What is Green Building?

When you impose a question of What is Green Building?, the answer is not specifically confined. The goals of green building design are profuse. Some of them are as follows:

> Minimize environmental impacts resulting from the extraction of coal, natural gas, and oil, including oil spills; the mountaintop removal mining of coal; and the pollution associated with hydraulic fracturing for natural gas.

> Reduce pollution of air, water, and soil.

> Mitigate global warming through energy conservation, reduction of GHG emissions, and carbon sequestration through biological processes, such as reforestation and wetland restoration.

> Protect natural habitats and biological diversity, with specific concern for threatened and endangered species.

image source: CS Team


As building designs are refined, it is relatively easy to examine tradeoffs using energy models of proposed buildings. Tradeoffs of wall design, window design, building shape, heating system selection, and other schematic design parameters are readily prepared in less than a day. More advanced energy models, which can examine detailed tradeoffs of such systems as daylighting or energy controls, take longer to prepare and interpret, but are still often worthwhile when compared to the future costs of energy use over a building’s life.

There is no longer the need for speculation in refining building designs to achieve energy efficiency. Energy modeling should be regarded as essential for green building design.Energy modeling uses computer software to analyze a building’s numerous thermal components, including the materials of the walls and the rest of the building envelope; the size, shape, and orientation of the building; how the building is occupied and operated; the local climate; system performance; and energy use over time.


A main focus of green building waste management is to divert waste from landfills. One strategy to accomplish this goal is to include up-front planning during design, as when, for example, specifying materials to be diverted for recycling or reuse. Goals may also be set for waste diversion, either by weight or volume; provision for the collection, separation, and storage of recyclable waste; and
specifying the requirements for tracking and quantifying of waste to meet waste diversion goals. Over time, we expect increased efforts to prevent waste from even reaching a construction site. This might be accomplished, for example, through reduced packaging.

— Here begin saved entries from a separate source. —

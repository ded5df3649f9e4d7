// src/logging.rs

//! Logging setup for `justrun` using `tracing` + `tracing-subscriber`.
//!
//! Filter selection, first match wins:
//! 1. `--log-level` on the command line (applies to every target)
//! 2. `JUSTRUN_LOG`, in `EnvFilter` directive syntax
//!    (e.g. `debug` or `justrun::exec=trace`)
//! 3. `warn`
//!
//! Everything goes to STDERR and stays quiet by default: the output people
//! care about is the child's, which `justrun` echoes on its own streams.

use anyhow::{Context, Result};
use tracing_subscriber::{fmt, EnvFilter};

use crate::cli::LogLevel;

/// Environment variable holding filter directives.
pub const LOG_ENV_VAR: &str = "JUSTRUN_LOG";

const DEFAULT_DIRECTIVE: &str = "warn";

/// Install the global subscriber. Call once at startup.
pub fn init_logging(cli_level: Option<LogLevel>) -> Result<()> {
    let filter = build_filter(cli_level, std::env::var(LOG_ENV_VAR).ok().as_deref())?;

    fmt()
        .with_env_filter(filter)
        .with_target(true)
        .with_writer(std::io::stderr)
        .try_init()
        .map_err(|e| anyhow::anyhow!("installing log subscriber: {e}"))
}

fn build_filter(cli_level: Option<LogLevel>, env_directives: Option<&str>) -> Result<EnvFilter> {
    if let Some(level) = cli_level {
        return Ok(EnvFilter::new(level.directive()));
    }
    match env_directives.map(str::trim).filter(|s| !s.is_empty()) {
        Some(directives) => EnvFilter::try_new(directives)
            .with_context(|| format!("parsing {LOG_ENV_VAR}={directives:?}")),
        None => Ok(EnvFilter::new(DEFAULT_DIRECTIVE)),
    }
}

impl LogLevel {
    fn directive(self) -> &'static str {
        match self {
            LogLevel::Error => "error",
            LogLevel::Warn => "warn",
            LogLevel::Info => "info",
            LogLevel::Debug => "debug",
            LogLevel::Trace => "trace",
        }
    }
}
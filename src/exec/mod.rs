// src/exec/mod.rs

//! Process execution layer.
//!
//! This module runs a single command with `tokio::process::Command` and
//! reports how it ended.
//!
//! - [`runner`] owns the lifecycle: environment, banner, spawn, wait and
//!   settlement ([`execute`], [`Executor`]).
//! - [`tee`] routes each output chunk to the capture buffer and/or the
//!   terminal, depending on `capture` and `quiet`.
//! - [`decode`] turns raw chunks into text without splitting characters.
//! - [`color`] resolves the colorizer used for the banner and echoed output.
//! - [`render`] builds the shell-like display string of an argument vector.
//! - [`signal`] tells exit codes from signals and re-raises SIGINT/SIGTERM.
//! - [`terminal`] is the display sink abstraction tests can replace.
//! - [`outcome`] holds the success value and the structured failure record.

pub mod color;
pub mod decode;
pub mod options;
pub mod outcome;
pub mod render;
pub mod runner;
pub mod signal;
pub mod tee;
pub mod terminal;

pub use color::{ColorChoice, Colorizer, Palette, Slot};
pub use options::{Encoding, RunOptions, StdinSource};
pub use outcome::{FailureKind, Invocation, RunError, RunOutput};
pub use runner::{execute, Executor};
pub use terminal::{Channel, StdTerminal, Terminal};
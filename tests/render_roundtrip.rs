// tests/render_roundtrip.rs

//! The display rendering of an argument should read back, through a real
//! POSIX shell, as the same argument (for the cases it is designed to
//! handle: metacharacters without quotes, and quotes without
//! metacharacters).

mod common;
use crate::common::{init_tracing, plain_options, sh, with_timeout};

use justrun::exec::render::{quote_arg, shell_command};
use justrun::execute;

async fn shell_reads_back(arg: &str) -> String {
    let script = format!("printf '[%s]' {}", quote_arg(arg));
    let out = with_timeout(execute(sh(&script), plain_options().with_quiet(true)))
        .await
        .unwrap_or_else(|e| panic!("shell rejected {script:?}: {e}"));
    out.stdout.unwrap()
}

#[tokio::test]
async fn rendered_arguments_survive_shell_tokenization() {
    init_tracing();

    let cases = [
        "plain",
        "a b",
        "two  spaces",
        "it's",
        "$HOME",
        "a && b",
        "semi;colon",
        "bang!",
        "pipe|x",
        r#"say "hi""#,
    ];

    for arg in cases {
        assert_eq!(shell_reads_back(arg).await, format!("[{arg}]"), "arg {arg:?}");
    }
}

#[test]
fn full_command_line_rendering() {
    let argv = ["git", "commit", "-m", "fix: it's done", "--author", "$USER"];
    assert_eq!(
        shell_command(&argv),
        r#"git commit -m "fix: it's done" --author '$USER'"#
    );
}
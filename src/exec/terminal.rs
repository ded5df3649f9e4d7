// src/exec/terminal.rs

//! Where displayed text goes.
//!
//! The executor never writes to `std::io::stdout()` directly; it talks to a
//! [`Terminal`]. Production code uses [`StdTerminal`]; tests can swap in a
//! recording implementation to assert on exactly what was echoed.

use std::fmt::Debug;
use std::io::{self, Write};

/// One of the two output channels of a child process.
#[derive(Debug, Clone, Copy, PartialEq, Eq, Hash)]
pub enum Channel {
    Stdout,
    Stderr,
}

impl Channel {
    pub fn name(self) -> &'static str {
        match self {
            Channel::Stdout => "stdout",
            Channel::Stderr => "stderr",
        }
    }
}

/// Sink for echoed output.
///
/// `write` is called inline from the stream pumps and may block. A slow sink
/// holds up reading from the child, which then blocks on its own full pipe:
/// the child is paced by the terminal and no output is dropped.
pub trait Terminal: Send + Sync + Debug {
    fn write(&self, channel: Channel, text: &str) -> io::Result<()>;
}

/// Writes to this process's own stdout / stderr.
///
/// Each write is flushed so interleaving with the banner and the other
/// channel matches the child's order. The write blocks the calling worker
/// for as long as the terminal takes; only this run's pumps share that task.
#[derive(Debug, Clone, Copy, Default)]
pub struct StdTerminal;

impl Terminal for StdTerminal {
    fn write(&self, channel: Channel, text: &str) -> io::Result<()> {
        match channel {
            Channel::Stdout => {
                let mut out = io::stdout().lock();
                out.write_all(text.as_bytes())?;
                out.flush()
            }
            Channel::Stderr => {
                let mut err = io::stderr().lock();
                err.write_all(text.as_bytes())?;
                err.flush()
            }
        }
    }
}
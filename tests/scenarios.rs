// tests/scenarios.rs

mod common;
use crate::common::{init_tracing, plain_options, recording_executor, sh, with_timeout};

use justrun::exec::Channel;
use justrun::{execute, Executor, RunOptions};

#[tokio::test]
async fn echo_hello_resolves_with_captured_output() {
    init_tracing();

    let (exec, term) = recording_executor(RunOptions::default());
    let out = with_timeout(exec.run(["echo", "hello"])).await.unwrap();

    assert_eq!(out.code, 0);
    assert_eq!(out.stdout.as_deref(), Some("hello\n"));
    assert_eq!(out.stderr.as_deref(), Some(""));

    // Banner followed by the echoed line.
    let shown = term.text(Channel::Stdout);
    assert!(shown.contains("> "), "banner missing: {shown:?}");
    assert!(shown.contains("echo hello"), "banner missing: {shown:?}");
    assert!(shown.contains("hello\n"));
}

#[tokio::test]
async fn false_rejects_with_exit_code_one() {
    init_tracing();

    let err = with_timeout(execute(["false"], plain_options().with_quiet(true)))
        .await
        .unwrap_err();

    assert_eq!(err.code(), Some(1));
    assert_eq!(err.signal_name(), None);
    assert!(!err.is_launch_failure());
    assert_eq!(err.command(), "false");
    assert!(err.args().is_empty());
    assert_eq!(err.shell_command(), "false");
    assert_eq!(err.to_string(), "Command process exited with error code 1");
}

#[tokio::test]
async fn missing_binary_is_a_launch_failure() {
    init_tracing();

    let err = with_timeout(execute(
        ["no-such-binary-xyz", "--flag"],
        plain_options().with_quiet(true),
    ))
    .await
    .unwrap_err();

    assert!(err.is_launch_failure());
    assert!(err.cause().is_some());
    assert_eq!(
        err.cause().map(std::io::Error::kind),
        Some(std::io::ErrorKind::NotFound)
    );
    assert_eq!(err.code(), None);
    assert_eq!(err.signal_name(), None);
    assert_eq!(err.command(), "no-such-binary-xyz");
    assert_eq!(err.args(), ["--flag"]);
    assert_eq!(err.shell_command(), "no-such-binary-xyz --flag");
    // Capture was on, so the (empty) accumulators are still reported.
    assert_eq!(err.stdout(), Some(""));
    assert_eq!(err.stderr(), Some(""));
    assert!(err.to_string().starts_with("failed to launch 'no-such-binary-xyz': "));
    assert_eq!(err.exit_status(), 127);
}

#[tokio::test]
async fn whitespace_argument_is_double_quoted_in_banner() {
    init_tracing();

    let (exec, term) = recording_executor(plain_options());
    let out = with_timeout(exec.run(["printf", "a b"])).await.unwrap();

    assert_eq!(out.stdout.as_deref(), Some("a b"));
    let banner = term.writes()[0].1.clone();
    assert_eq!(banner, "> printf \"a b\"\n");
}

#[tokio::test]
async fn extra_env_is_merged_over_inherited_env() {
    init_tracing();

    let opts = plain_options().with_quiet(true).with_env("FOO", "bar");
    let out = with_timeout(execute(
        sh(r#"printf '%s|%s' "$FOO" "${PATH:+has-path}""#),
        opts,
    ))
    .await
    .unwrap();

    assert_eq!(out.stdout.as_deref(), Some("bar|has-path"));
}

#[tokio::test]
async fn extra_env_overrides_inherited_value() {
    init_tracing();

    let opts = plain_options().with_quiet(true).with_env("PATH", "/usr/bin:/bin");
    let out = with_timeout(execute(sh(r#"printf '%s' "$PATH""#), opts))
        .await
        .unwrap();

    assert_eq!(out.stdout.as_deref(), Some("/usr/bin:/bin"));
}

#[tokio::test]
async fn same_deterministic_command_settles_identically() {
    init_tracing();

    let exec = Executor::new(plain_options().with_quiet(true));
    let script = sh("echo out; echo err >&2");

    let first = with_timeout(exec.run(script.clone())).await.unwrap();
    let second = with_timeout(exec.run(script)).await.unwrap();

    assert_eq!(first, second);
    assert_eq!(first.stdout.as_deref(), Some("out\n"));
    assert_eq!(first.stderr.as_deref(), Some("err\n"));
}

#[tokio::test]
async fn background_grandchild_does_not_hold_back_the_result() {
    init_tracing();

    // `sleep` inherits the pipes and outlives `sh` by seconds.
    let started = std::time::Instant::now();
    let out = with_timeout(execute(
        sh("sleep 5 & echo started"),
        plain_options().with_quiet(true),
    ))
    .await
    .unwrap();
    let elapsed = started.elapsed();

    assert!(elapsed < std::time::Duration::from_secs(1), "took {elapsed:?}");
    assert_eq!(out.code, 0);
    assert_eq!(out.stdout.as_deref(), Some("started\n"));
    assert_eq!(out.stderr.as_deref(), Some(""));
}
// src/exec/runner.rs

//! The executor: spawn one child, tee its output, settle on its exit.

use std::collections::BTreeMap;
use std::ffi::OsString;
use std::io;
use std::process::Stdio;
use std::sync::Arc;
use std::time::Duration;

use tokio::io::AsyncWriteExt;
use tokio::process::{ChildStdin, Command};
use tokio::sync::watch;
use tracing::{debug, info, warn};

use crate::exec::color::Colorizer;
use crate::exec::options::{RunOptions, StdinSource};
use crate::exec::outcome::{Invocation, RunError, RunOutput};
use crate::exec::signal::{self, Termination};
use crate::exec::tee::{pump, StreamTee, TeeMode};
use crate::exec::terminal::{Channel, StdTerminal, Terminal};

/// How long the pumps keep reading after the child has exited.
pub const DRAIN_GRACE: Duration = Duration::from_millis(100);

/// Run `argv` with `options`, echoing to this process's stdout/stderr.
///
/// ```no_run
/// # async fn demo() -> Result<(), justrun::RunError> {
/// use justrun::{execute, RunOptions};
///
/// let out = execute(["echo", "hello"], RunOptions::default()).await?;
/// assert_eq!(out.stdout.as_deref(), Some("hello\n"));
/// # Ok(())
/// # }
/// ```
pub async fn execute<I, S>(argv: I, options: RunOptions) -> Result<RunOutput, RunError>
where
    I: IntoIterator<Item = S>,
    S: Into<String>,
{
    Executor::new(options).run(argv).await
}

/// Executor bound to a set of options and a display sink.
#[derive(Debug, Clone)]
pub struct Executor {
    options: RunOptions,
    terminal: Arc<dyn Terminal>,
}

impl Executor {
    pub fn new(options: RunOptions) -> Self {
        Self {
            options,
            terminal: Arc::new(StdTerminal),
        }
    }

    /// Send banner and echoed output somewhere other than stdout/stderr.
    pub fn with_terminal(mut self, terminal: Arc<dyn Terminal>) -> Self {
        self.terminal = terminal;
        self
    }

    pub fn options(&self) -> &RunOptions {
        &self.options
    }

    /// Run one invocation to completion.
    ///
    /// Resolves once the child has exited. After the exit each pipe is read
    /// for [`DRAIN_GRACE`] and then until it has nothing readable; pipes kept
    /// open past that by a background grandchild are abandoned. Exactly one of `Ok` / `Err`
    /// comes back for every call.
    pub async fn run<I, S>(&self, argv: I) -> Result<RunOutput, RunError>
    where
        I: IntoIterator<Item = S>,
        S: Into<String>,
    {
        let opts = &self.options;
        let invocation = Invocation::new(argv);
        let mode = TeeMode::from_flags(opts.capture, opts.quiet);

        if invocation.is_empty() {
            return Err(RunError::launch(
                invocation,
                mode.empty_capture(),
                mode.empty_capture(),
                "failed to launch command",
                io::Error::new(io::ErrorKind::InvalidInput, "empty argument vector"),
            ));
        }

        let env = merge_env(&opts.env);
        let colorizer = Colorizer::resolve(&opts.color);

        if !opts.quiet {
            let banner = format!(
                "{}{}\n",
                colorizer.prompt("> "),
                colorizer.command(invocation.shell_command())
            );
            if let Err(e) = self.terminal.write(Channel::Stdout, &banner) {
                warn!(error = %e, "failed to write invocation banner");
            }
        }

        let (stdin, stdin_data) = match prepare_stdin(&opts.stdin) {
            Ok(prepared) => prepared,
            Err(e) => {
                let context = format!("failed to open stdin for '{}'", invocation.command());
                return Err(RunError::launch(
                    invocation,
                    mode.empty_capture(),
                    mode.empty_capture(),
                    &context,
                    e,
                ));
            }
        };

        let mut cmd = Command::new(invocation.command());
        cmd.args(invocation.args())
            .env_clear()
            .envs(env)
            .stdin(stdin)
            .stdout(output_stdio(mode))
            .stderr(output_stdio(mode))
            .kill_on_drop(true);

        info!(cmd = %invocation.shell_command(), ?mode, "spawning child process");

        let mut child = match cmd.spawn() {
            Ok(child) => child,
            Err(e) => {
                warn!(cmd = %invocation.shell_command(), error = %e, "failed to spawn child process");
                let context = format!("failed to launch '{}'", invocation.command());
                return Err(RunError::launch(
                    invocation,
                    mode.empty_capture(),
                    mode.empty_capture(),
                    &context,
                    e,
                ));
            }
        };

        if let Some(data) = stdin_data {
            match child.stdin.take() {
                Some(pipe) => {
                    tokio::spawn(feed_stdin(pipe, data));
                }
                None => debug!("stdin data given but child has no stdin pipe"),
            }
        }

        let out_tee = StreamTee::new(
            Channel::Stdout,
            mode,
            opts.encoding,
            colorizer.for_channel(Channel::Stdout),
            Arc::clone(&self.terminal),
        );
        let err_tee = StreamTee::new(
            Channel::Stderr,
            mode,
            opts.encoding,
            colorizer.for_channel(Channel::Stderr),
            Arc::clone(&self.terminal),
        );

        let (exited_tx, exited_rx) = watch::channel(false);
        let out_pump = pump(child.stdout.take(), out_tee, drain_deadline(exited_rx.clone()));
        let err_pump = pump(child.stderr.take(), err_tee, drain_deadline(exited_rx));
        let wait = async {
            let status = child.wait().await;
            let _ = exited_tx.send(true);
            status
        };

        let (stdout, stderr, status) = tokio::join!(out_pump, err_pump, wait);

        let status = match status {
            Ok(status) => status,
            Err(e) => {
                let context = format!("failed to wait for '{}'", invocation.command());
                return Err(RunError::launch(invocation, stdout, stderr, &context, e));
            }
        };

        match Termination::from(status) {
            Termination::Exited(0) => {
                info!(cmd = %invocation.shell_command(), exit_code = 0, "child process exited");
                Ok(RunOutput {
                    code: 0,
                    stdout,
                    stderr,
                })
            }
            Termination::Exited(code) => {
                info!(cmd = %invocation.shell_command(), exit_code = code, "child process failed");
                Err(RunError::exit_code(invocation, stdout, stderr, code))
            }
            Termination::Signaled(name) => {
                info!(cmd = %invocation.shell_command(), signal = %name, "child process killed by signal");
                if opts.propagate_signals && signal::is_forwardable(&name) {
                    warn!(signal = %name, "re-raising child's terminating signal on this process");
                    if let Err(e) = signal::reraise(&name) {
                        warn!(signal = %name, error = %e, "failed to re-raise signal");
                    }
                }
                Err(RunError::signal(invocation, stdout, stderr, name))
            }
        }
    }
}

/// This process's environment with `extra` laid over it.
pub fn merge_env(extra: &BTreeMap<String, String>) -> BTreeMap<OsString, OsString> {
    let mut env: BTreeMap<OsString, OsString> = std::env::vars_os().collect();
    for (key, value) in extra {
        env.insert(OsString::from(key), OsString::from(value));
    }
    env
}

/// Resolves [`DRAIN_GRACE`] after the child's exit has been published.
async fn drain_deadline(mut exited: watch::Receiver<bool>) {
    if exited.wait_for(|done| *done).await.is_ok() {
        tokio::time::sleep(DRAIN_GRACE).await;
    }
}

fn output_stdio(mode: TeeMode) -> Stdio {
    if mode.needs_pipe() {
        Stdio::piped()
    } else {
        Stdio::null()
    }
}

/// Stdio for the child plus any bytes the executor must write itself.
fn prepare_stdin(source: &StdinSource) -> io::Result<(Stdio, Option<Vec<u8>>)> {
    match source {
        StdinSource::Inherit => Ok((Stdio::inherit(), None)),
        StdinSource::Null => Ok((Stdio::null(), None)),
        StdinSource::Data(bytes) => Ok((Stdio::piped(), Some(bytes.clone()))),
        StdinSource::File(file) => Ok((Stdio::from(file.try_clone()?), None)),
    }
}

async fn feed_stdin(mut pipe: ChildStdin, data: Vec<u8>) {
    if let Err(e) = pipe.write_all(&data).await {
        debug!(error = %e, "child closed stdin before all input was written");
        return;
    }
    if let Err(e) = pipe.shutdown().await {
        debug!(error = %e, "failed to close child stdin");
    }
    debug!(bytes = data.len(), "wrote stdin data to child");
}
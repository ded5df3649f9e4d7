// src/exec/signal.rs

//! Exit-status inspection and signal re-delivery.
//!
//! On Unix a child either exits with a code or is killed by a signal. When
//! the signal is SIGINT or SIGTERM the executor can raise the same signal on
//! this process, so shells and supervisors see the real cause of death.

use std::io;
use std::process::ExitStatus;

/// How a child process ended.
#[derive(Debug, Clone, PartialEq, Eq)]
pub enum Termination {
    Exited(i32),
    Signaled(String),
}

impl From<ExitStatus> for Termination {
    fn from(status: ExitStatus) -> Self {
        if let Some(code) = status.code() {
            return Termination::Exited(code);
        }

        #[cfg(unix)]
        {
            use std::os::unix::process::ExitStatusExt;

            if let Some(signo) = status.signal() {
                return Termination::Signaled(signal_name(signo));
            }
        }

        // Neither a code nor a signal; only reachable on exotic platforms.
        Termination::Exited(-1)
    }
}

/// Only interrupt- and terminate-class signals are re-delivered.
pub fn is_forwardable(name: &str) -> bool {
    matches!(name, "SIGINT" | "SIGTERM")
}

#[cfg(unix)]
pub fn signal_name(signo: i32) -> String {
    use nix::sys::signal::Signal;

    Signal::try_from(signo)
        .map(|sig| sig.as_str().to_string())
        .unwrap_or_else(|_| format!("SIG{signo}"))
}

#[cfg(not(unix))]
pub fn signal_name(signo: i32) -> String {
    format!("SIG{signo}")
}

#[cfg(unix)]
pub fn signal_number(name: &str) -> Option<i32> {
    use nix::sys::signal::Signal;

    name.parse::<Signal>().ok().map(|sig| sig as i32)
}

#[cfg(not(unix))]
pub fn signal_number(_name: &str) -> Option<i32> {
    None
}

/// Raise `name` on the current process.
#[cfg(unix)]
pub fn reraise(name: &str) -> io::Result<()> {
    use nix::sys::signal::{raise, Signal};

    let sig: Signal = name
        .parse()
        .map_err(|_| io::Error::new(io::ErrorKind::InvalidInput, format!("unknown signal {name}")))?;
    raise(sig).map_err(io::Error::from)
}

#[cfg(not(unix))]
pub fn reraise(name: &str) -> io::Result<()> {
    Err(io::Error::new(
        io::ErrorKind::Unsupported,
        format!("cannot re-raise {name} on this platform"),
    ))
}

#[cfg(all(test, unix))]
mod tests {
    use super::*;
    use std::os::unix::process::ExitStatusExt;

    #[test]
    fn exit_codes_and_signals_are_told_apart() {
        assert_eq!(Termination::from(ExitStatus::from_raw(0)), Termination::Exited(0));
        assert_eq!(Termination::from(ExitStatus::from_raw(2 << 8)), Termination::Exited(2));
        assert_eq!(
            Termination::from(ExitStatus::from_raw(15)),
            Termination::Signaled("SIGTERM".to_string())
        );
    }

    #[test]
    fn names_and_numbers_round_trip() {
        assert_eq!(signal_name(2), "SIGINT");
        assert_eq!(signal_number("SIGKILL"), Some(9));
        assert_eq!(signal_number("SIGBOGUS"), None);
    }

    #[test]
    fn only_int_and_term_are_forwardable() {
        assert!(is_forwardable("SIGINT"));
        assert!(is_forwardable("SIGTERM"));
        assert!(!is_forwardable("SIGKILL"));
        assert!(!is_forwardable("SIGHUP"));
    }
}
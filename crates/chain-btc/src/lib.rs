//! Bitcoin-family address encoding.
//!
//! Native SegWit (P2WPKH, bech32) addresses for Bitcoin and its testnet, and
//! legacy P2PKH addresses for any Bitcoin-derived coin given its address
//! version byte (Litecoin, Dogecoin, Dash).

pub mod address;
pub mod error;

pub use address::{pubkey_to_p2pkh_address, pubkey_to_p2wpkh_address};
pub use bitcoin::Network;
pub use error::BtcError;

Rapidly renewable means materials that grow naturally and can be harvested in a short number of years, such as the ten-year period defined by LEED. Examples include bamboo flooring, cork flooring, carpet fiber derived from corn, cotton insulation, natural linoleum, natural rubber flooring, soy insulation, straw bales for walls and insulation, strawboard cabinetry, wool carpeting, and wheatboard millwork and cabinetry. By using rapidly renewable materials, we reduce the depletion of materials that take longer to grow, such as wood from old-growth forests, or that derive from finite resources, such as plastics derived from fossil fuels. Choosing the right application is important for rapidly renewable materials. Bamboo floors, for example, may not be so durable in high traffic areas or in spaces with excessive moisture.


In considering building design, it is informative to return to our initial discussions of the natural forces from which buildings provide shelter—sun; air (wind, air leakage, drafts); water (rain, surface
water, subsurface water, and humidity); animal life (insects, rodents, birds, and others); temperature extremes; and contaminants (dirt, dust, mud, and airborne pollutants). It is vital to recognize these
forces, to respect them, to honor them. The site and building design can work to not only enhance the layers of shelter, and so improve protection from these elements, but also to offer ways in which
building occupants can choose contact with the natural world.

Rather than promoting artificial contact with nature through building weaknesses, such as the large windows through which people simply look outdoors, the design professional can seek deeper
ways in which to promote these connections on the site with all the tools of landscaping—vegetation, water, views, paths, fences, outdoor furniture, structures such as gazebos and pergolas, and
even unusual features like mazes and tree-houses. Perhaps the site can emphasize the sun with a sundial or water with a pool. Even urban buildings offer endless possibilities for meaningful, if modest, connections to nature.


Use of materials with recycled content is encouraged. Preconsumer recycled materials are those that are diverted from the waste stream during manufacturing. Concrete is the most-used construction material. Concrete can contain recycled aggregate, which is crushed concrete after the
removal of reinforcement and other embedded materials. Concrete can also be specified to contain fly ash, which is a byproduct of coal combustion, or slag, which is a byproduct of smelting metal ore.
Previously used materials, such as concrete and steel, can be sorted and processed for reuse. Concrete can be crushed, washed, and graded to produce aggregate for use in the mixing of new concrete. Steel can be collected, separated from other recyclables with large magnets, compressed into large bales, and shipped to a processing plant where the metal is combined with small amounts of virgin steel for use in building products, such as structural steel. Steel fabrication uses a high quantity of recycled steel in its feedstock, reportedly rising above 90% in recent years.